▶ _The problem_
Examine the entries below, count the lines holding the string "Option", and respond with the number only.

▶ _Supplied material_
=== Begin Enclosure ===
use super::{Database, GroupRecord, ProjectStats};
use rusqlite::{params, Result as SqliteResult};

impl Database {
    pub fn create_group(
        &self,
        project_id: i64,
        name: &str,
        reason: Option<&str>,
        pattern: Option<&str>,
    ) -> SqliteResult<i64> {
        self.conn.execute(
            "INSERT INTO similarity_groups (project_id, name, reason, pattern) \
             VALUES (?1, ?2, ?3, ?4)",
            params![project_id, name, reason, pattern],
        )?;
        Ok(self.conn.last_insert_rowid())
    }

    /// Assigns a symbol to a group. Pairs inside the same group are treated
    /// as intentional and suppressed from scan results.
    pub fn add_to_group(&self, group_id: i64, qualified_name: &str) -> SqliteResult<bool> {
        let changed = self.conn.execute(
            "UPDATE symbols SET group_id = ?1 WHERE qualified_name = ?2",
            params![group_id, qualified_name],
        )?;
        Ok(changed > 0)
    }

    pub fn get_groups(&self) -> SqliteResult<Vec<GroupRecord>> {
        let mut stmt = self.conn.prepare(
            "SELECT g.id, g.project_id, g.name, g.reason, g.pattern, \
             (SELECT COUNT(*) FROM symbols s WHERE s.group_id = g.id) \
             FROM similarity_groups g ORDER BY g.id",
        )?;
        let rows = stmt.query_map([], |row| {
            Ok(GroupRecord {
                id: row.get(0)?,
                project_id: row.get(1)?,
                name: row.get(2)?,
                reason: row.get(3)?,
                pattern: row.get(4)?,
                member_count: row.get(5)?,
            })
        })?;
        rows.collect()
    }

    pub fn get_group_members(&self, group_id: i64) -> SqliteResult<Vec<String>> {
        let mut stmt = self.conn.prepare(
            "SELECT qualified_name FROM symbols WHERE group_id = ?1 ORDER BY qualified_name",
        )?;
        let rows = stmt.query_map(params![group_id], |row| row.get(0))?;
        rows.collect()
    }

    pub fn get_stats(&self) -> SqliteResult<ProjectStats> {
        let count = |sql: &str| -> SqliteResult<i64> {
            self.conn.query_row(sql, [], |row| row.get(0))
        };
        Ok(ProjectStats {
            projects: count("SELECT COUNT(*) FROM projects")?,
            symbols: count("SELECT COUNT(*) FROM symbols")?,
            embedded: count("SELECT COUNT(*) FROM symbols WHERE embedding IS NOT NULL")?,
            pairs: count("SELECT COUNT(*) FROM similar_pairs")?,
            groups: count("SELECT COUNT(*) FROM similarity_groups")?,
        })
    }
}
=== End Enclosure ===
▶ _Written response_
2